- EXERCISE:
In the data below, find each line that contains the word "duplicate" and copy it.

####

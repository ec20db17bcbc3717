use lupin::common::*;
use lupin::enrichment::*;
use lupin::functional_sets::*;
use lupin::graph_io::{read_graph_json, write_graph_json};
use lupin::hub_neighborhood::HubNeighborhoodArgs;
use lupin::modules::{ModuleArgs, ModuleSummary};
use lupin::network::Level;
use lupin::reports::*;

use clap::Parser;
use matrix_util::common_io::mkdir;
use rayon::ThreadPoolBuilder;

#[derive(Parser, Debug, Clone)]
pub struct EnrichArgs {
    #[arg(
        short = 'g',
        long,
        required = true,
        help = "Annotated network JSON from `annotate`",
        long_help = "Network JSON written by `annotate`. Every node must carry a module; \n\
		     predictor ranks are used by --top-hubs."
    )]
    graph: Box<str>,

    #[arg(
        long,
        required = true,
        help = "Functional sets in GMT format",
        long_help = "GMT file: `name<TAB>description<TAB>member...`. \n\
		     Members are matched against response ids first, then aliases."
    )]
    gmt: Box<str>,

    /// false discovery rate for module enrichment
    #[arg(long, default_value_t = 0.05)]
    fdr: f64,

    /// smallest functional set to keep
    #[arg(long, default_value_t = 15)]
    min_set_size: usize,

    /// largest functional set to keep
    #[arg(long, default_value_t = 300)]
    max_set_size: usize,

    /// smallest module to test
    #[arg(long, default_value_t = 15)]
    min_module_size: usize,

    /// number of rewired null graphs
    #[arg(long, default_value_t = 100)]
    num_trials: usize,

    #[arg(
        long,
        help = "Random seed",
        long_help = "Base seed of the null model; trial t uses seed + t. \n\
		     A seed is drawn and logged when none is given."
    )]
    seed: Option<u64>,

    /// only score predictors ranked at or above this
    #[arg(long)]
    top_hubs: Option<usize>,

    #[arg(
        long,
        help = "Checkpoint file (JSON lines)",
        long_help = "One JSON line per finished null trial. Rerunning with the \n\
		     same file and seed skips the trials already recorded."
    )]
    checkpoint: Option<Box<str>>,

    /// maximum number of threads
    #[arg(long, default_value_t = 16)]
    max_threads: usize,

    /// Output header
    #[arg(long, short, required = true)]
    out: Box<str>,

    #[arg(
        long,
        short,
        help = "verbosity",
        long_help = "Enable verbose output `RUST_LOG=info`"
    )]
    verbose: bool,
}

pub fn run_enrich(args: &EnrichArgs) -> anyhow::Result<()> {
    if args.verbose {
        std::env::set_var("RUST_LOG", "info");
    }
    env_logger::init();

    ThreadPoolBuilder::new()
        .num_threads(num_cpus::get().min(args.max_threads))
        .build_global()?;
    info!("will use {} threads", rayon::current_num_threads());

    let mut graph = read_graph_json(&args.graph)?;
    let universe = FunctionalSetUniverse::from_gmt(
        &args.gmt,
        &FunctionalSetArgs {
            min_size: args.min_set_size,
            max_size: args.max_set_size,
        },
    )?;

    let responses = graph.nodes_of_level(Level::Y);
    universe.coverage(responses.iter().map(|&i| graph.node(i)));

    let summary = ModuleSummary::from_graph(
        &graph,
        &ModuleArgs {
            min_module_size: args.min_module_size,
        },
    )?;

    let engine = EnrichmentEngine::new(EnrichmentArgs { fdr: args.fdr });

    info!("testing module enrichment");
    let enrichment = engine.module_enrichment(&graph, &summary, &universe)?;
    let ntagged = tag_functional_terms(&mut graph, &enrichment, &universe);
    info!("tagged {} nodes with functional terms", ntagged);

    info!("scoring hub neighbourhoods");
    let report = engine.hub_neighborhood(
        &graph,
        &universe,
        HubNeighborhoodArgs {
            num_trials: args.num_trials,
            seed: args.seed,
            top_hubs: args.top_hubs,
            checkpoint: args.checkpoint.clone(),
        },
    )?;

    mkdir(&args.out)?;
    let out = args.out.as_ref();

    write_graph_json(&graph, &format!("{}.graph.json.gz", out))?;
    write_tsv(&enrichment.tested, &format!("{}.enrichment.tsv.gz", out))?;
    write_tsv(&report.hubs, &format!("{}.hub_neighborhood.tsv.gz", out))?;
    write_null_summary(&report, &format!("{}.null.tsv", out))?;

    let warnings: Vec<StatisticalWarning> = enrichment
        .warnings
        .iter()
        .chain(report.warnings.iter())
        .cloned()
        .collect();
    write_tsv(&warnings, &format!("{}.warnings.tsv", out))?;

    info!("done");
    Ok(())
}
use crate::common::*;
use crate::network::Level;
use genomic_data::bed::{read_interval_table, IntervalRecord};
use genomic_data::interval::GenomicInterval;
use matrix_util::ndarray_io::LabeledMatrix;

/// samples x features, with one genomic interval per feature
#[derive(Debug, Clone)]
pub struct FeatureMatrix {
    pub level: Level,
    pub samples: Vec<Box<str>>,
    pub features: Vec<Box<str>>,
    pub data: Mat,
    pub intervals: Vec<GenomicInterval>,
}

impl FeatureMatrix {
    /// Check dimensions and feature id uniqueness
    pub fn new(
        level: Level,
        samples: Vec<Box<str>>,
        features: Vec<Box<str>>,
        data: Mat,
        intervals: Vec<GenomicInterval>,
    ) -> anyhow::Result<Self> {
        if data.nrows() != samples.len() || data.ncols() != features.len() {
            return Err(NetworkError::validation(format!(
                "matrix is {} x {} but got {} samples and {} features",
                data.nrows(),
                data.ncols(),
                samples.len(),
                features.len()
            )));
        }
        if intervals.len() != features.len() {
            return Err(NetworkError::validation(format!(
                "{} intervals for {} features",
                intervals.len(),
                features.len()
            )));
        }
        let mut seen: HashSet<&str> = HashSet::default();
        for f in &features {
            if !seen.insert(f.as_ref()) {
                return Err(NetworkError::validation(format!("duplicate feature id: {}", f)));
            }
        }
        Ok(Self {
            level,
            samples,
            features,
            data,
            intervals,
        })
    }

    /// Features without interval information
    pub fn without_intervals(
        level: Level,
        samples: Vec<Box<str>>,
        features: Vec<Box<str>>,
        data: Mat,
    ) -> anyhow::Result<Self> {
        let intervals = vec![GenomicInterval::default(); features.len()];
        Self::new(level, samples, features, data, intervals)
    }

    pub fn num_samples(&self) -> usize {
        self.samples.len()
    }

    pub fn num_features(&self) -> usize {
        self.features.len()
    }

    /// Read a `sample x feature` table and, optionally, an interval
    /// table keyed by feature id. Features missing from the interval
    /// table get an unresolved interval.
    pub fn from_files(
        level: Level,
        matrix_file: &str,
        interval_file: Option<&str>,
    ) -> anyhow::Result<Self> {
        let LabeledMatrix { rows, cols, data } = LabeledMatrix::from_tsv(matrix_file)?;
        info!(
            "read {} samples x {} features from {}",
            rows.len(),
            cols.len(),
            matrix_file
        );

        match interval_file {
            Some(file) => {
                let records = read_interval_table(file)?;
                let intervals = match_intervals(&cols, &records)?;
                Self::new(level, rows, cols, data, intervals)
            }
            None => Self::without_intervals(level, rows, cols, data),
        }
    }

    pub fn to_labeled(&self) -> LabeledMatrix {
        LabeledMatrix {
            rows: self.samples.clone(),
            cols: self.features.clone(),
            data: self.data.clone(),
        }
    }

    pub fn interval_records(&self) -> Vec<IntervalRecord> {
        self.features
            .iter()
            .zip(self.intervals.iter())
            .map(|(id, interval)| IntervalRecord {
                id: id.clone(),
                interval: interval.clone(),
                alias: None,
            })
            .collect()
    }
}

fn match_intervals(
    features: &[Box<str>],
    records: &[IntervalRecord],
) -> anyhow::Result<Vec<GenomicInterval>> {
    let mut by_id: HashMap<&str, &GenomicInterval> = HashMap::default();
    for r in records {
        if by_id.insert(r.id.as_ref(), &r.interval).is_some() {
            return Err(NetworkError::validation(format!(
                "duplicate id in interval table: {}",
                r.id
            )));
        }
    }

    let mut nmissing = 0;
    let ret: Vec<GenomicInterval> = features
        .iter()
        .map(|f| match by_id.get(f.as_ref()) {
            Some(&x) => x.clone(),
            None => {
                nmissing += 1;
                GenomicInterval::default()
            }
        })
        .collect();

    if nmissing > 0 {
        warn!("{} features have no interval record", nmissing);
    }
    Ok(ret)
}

####

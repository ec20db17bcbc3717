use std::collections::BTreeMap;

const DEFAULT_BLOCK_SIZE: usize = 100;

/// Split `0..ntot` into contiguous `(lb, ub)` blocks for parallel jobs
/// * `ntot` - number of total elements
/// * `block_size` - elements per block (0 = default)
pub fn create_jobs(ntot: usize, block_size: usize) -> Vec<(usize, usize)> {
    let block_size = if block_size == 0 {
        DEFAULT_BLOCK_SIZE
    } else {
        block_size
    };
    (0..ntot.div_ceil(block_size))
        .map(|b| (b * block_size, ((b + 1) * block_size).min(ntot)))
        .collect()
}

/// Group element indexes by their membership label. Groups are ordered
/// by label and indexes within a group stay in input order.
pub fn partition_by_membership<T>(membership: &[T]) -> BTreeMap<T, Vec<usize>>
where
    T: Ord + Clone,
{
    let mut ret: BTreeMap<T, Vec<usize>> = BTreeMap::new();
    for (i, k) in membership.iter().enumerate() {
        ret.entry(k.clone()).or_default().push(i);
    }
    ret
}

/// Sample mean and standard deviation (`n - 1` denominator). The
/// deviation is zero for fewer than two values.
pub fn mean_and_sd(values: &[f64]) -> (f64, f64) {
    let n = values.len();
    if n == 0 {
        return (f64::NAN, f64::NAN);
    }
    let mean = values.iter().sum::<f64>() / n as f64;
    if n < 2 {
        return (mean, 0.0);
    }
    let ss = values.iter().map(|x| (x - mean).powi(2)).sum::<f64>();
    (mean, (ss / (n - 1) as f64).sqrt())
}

####

- YOUR SOLUTION:
                return Err(NetworkError::validation(format!("duplicate feature id: {}", f)));
                "duplicate id in interval table: {}",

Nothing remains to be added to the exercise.